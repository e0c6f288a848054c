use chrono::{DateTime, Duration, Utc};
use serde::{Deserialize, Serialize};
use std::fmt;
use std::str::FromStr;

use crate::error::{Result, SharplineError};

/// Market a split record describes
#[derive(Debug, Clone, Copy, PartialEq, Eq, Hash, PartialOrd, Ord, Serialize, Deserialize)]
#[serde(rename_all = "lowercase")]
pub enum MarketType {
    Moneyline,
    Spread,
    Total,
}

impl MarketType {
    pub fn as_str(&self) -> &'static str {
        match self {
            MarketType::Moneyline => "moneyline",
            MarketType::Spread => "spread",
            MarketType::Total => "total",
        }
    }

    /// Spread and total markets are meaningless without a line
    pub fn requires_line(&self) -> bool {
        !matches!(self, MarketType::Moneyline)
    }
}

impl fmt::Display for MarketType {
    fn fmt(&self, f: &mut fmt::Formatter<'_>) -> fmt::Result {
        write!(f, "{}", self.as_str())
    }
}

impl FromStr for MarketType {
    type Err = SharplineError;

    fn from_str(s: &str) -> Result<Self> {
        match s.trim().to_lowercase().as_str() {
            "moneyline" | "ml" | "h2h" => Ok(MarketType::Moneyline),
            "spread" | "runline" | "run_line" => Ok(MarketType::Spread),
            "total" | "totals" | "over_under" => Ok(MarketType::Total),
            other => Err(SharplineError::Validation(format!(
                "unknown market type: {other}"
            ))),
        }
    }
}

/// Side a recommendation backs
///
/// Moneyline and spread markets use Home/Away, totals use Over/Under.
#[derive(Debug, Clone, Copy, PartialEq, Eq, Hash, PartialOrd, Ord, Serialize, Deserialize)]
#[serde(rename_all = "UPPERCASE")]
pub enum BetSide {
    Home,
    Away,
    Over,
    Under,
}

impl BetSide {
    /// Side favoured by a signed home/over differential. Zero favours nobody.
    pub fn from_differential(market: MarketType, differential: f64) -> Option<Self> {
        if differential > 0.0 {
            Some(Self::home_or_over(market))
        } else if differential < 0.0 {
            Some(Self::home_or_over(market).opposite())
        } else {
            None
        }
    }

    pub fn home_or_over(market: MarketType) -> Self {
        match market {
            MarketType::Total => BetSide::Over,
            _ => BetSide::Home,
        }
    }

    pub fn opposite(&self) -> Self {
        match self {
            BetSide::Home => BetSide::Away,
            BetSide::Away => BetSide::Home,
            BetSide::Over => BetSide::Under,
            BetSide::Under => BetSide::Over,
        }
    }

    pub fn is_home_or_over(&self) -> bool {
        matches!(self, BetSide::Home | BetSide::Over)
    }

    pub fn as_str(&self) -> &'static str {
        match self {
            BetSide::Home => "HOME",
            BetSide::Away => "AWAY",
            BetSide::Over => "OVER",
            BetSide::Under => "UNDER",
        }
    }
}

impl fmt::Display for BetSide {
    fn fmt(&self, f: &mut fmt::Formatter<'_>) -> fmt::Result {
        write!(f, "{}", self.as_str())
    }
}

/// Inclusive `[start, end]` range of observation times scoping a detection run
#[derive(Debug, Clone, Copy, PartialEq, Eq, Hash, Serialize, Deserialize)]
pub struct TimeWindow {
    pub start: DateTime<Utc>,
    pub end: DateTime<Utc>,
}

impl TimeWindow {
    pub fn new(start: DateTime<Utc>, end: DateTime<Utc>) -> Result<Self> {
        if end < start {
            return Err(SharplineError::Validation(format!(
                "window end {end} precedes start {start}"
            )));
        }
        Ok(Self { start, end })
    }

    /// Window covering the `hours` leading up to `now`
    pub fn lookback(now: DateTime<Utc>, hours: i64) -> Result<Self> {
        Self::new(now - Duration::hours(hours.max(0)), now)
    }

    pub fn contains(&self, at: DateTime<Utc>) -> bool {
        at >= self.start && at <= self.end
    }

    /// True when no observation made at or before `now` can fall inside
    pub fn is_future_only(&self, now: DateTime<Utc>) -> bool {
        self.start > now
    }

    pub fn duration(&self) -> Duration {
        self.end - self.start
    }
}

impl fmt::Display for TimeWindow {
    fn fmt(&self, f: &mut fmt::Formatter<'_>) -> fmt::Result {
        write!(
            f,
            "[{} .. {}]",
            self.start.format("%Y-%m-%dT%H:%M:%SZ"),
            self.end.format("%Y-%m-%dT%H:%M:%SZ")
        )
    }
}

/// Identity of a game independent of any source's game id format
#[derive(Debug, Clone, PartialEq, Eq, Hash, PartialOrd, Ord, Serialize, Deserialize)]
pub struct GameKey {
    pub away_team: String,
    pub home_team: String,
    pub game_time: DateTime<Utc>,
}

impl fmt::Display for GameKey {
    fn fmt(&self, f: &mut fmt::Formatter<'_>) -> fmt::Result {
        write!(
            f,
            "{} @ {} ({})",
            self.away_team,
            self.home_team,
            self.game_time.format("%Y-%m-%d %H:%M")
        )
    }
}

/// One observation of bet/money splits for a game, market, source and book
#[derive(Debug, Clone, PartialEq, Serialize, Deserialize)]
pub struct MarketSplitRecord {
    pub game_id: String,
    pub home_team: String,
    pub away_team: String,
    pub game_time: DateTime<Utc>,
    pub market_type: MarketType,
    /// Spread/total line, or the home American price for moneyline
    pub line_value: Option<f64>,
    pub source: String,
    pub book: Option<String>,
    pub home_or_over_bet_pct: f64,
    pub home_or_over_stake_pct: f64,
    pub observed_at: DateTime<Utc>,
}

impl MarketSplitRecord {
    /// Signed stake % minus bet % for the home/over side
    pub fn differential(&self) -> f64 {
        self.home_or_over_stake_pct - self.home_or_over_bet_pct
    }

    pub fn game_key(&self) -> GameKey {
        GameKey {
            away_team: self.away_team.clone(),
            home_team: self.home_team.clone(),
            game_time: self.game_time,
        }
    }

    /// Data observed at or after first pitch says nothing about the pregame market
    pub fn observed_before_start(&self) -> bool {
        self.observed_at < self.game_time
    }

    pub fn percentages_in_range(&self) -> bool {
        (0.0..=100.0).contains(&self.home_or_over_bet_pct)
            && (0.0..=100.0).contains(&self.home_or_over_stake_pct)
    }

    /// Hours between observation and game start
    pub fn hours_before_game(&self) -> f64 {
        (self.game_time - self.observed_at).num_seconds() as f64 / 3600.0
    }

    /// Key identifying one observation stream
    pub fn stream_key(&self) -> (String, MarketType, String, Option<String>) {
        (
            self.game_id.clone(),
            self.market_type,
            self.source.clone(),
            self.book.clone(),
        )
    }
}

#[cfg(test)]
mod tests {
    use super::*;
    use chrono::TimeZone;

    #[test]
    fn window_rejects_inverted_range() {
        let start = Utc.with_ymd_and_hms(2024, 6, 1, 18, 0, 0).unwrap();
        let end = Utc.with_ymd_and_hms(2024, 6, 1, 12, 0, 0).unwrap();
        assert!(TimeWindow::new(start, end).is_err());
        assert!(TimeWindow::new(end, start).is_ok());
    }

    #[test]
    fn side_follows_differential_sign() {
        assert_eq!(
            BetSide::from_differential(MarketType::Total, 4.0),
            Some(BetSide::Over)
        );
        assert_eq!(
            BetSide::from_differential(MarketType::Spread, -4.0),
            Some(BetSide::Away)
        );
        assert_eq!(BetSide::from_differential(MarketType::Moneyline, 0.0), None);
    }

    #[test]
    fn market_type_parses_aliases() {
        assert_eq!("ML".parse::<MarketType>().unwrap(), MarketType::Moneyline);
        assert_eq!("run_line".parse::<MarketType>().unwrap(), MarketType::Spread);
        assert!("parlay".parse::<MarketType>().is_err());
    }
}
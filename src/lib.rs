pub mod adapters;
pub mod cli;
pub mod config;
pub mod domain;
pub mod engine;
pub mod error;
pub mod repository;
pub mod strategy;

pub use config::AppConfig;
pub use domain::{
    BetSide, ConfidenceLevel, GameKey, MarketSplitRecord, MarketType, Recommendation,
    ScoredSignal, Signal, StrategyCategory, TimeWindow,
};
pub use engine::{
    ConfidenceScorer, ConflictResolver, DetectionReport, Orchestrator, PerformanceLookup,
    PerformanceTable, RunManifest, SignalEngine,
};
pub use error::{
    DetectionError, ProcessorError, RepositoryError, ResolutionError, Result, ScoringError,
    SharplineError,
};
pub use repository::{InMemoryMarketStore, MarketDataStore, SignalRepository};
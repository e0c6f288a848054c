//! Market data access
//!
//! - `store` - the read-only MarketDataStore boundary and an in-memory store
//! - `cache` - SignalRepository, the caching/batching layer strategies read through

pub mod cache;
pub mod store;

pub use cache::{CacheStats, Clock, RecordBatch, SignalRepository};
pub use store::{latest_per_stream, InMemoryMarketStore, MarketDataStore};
....................
> **Exercise description**
Pull each line containing the word "SharplineError" out of the data above.

> **The completed task**
use crate::error::{Result, SharplineError};
    type Err = SharplineError;
            other => Err(SharplineError::Validation(format!(
            return Err(SharplineError::Validation(format!(
    SharplineError,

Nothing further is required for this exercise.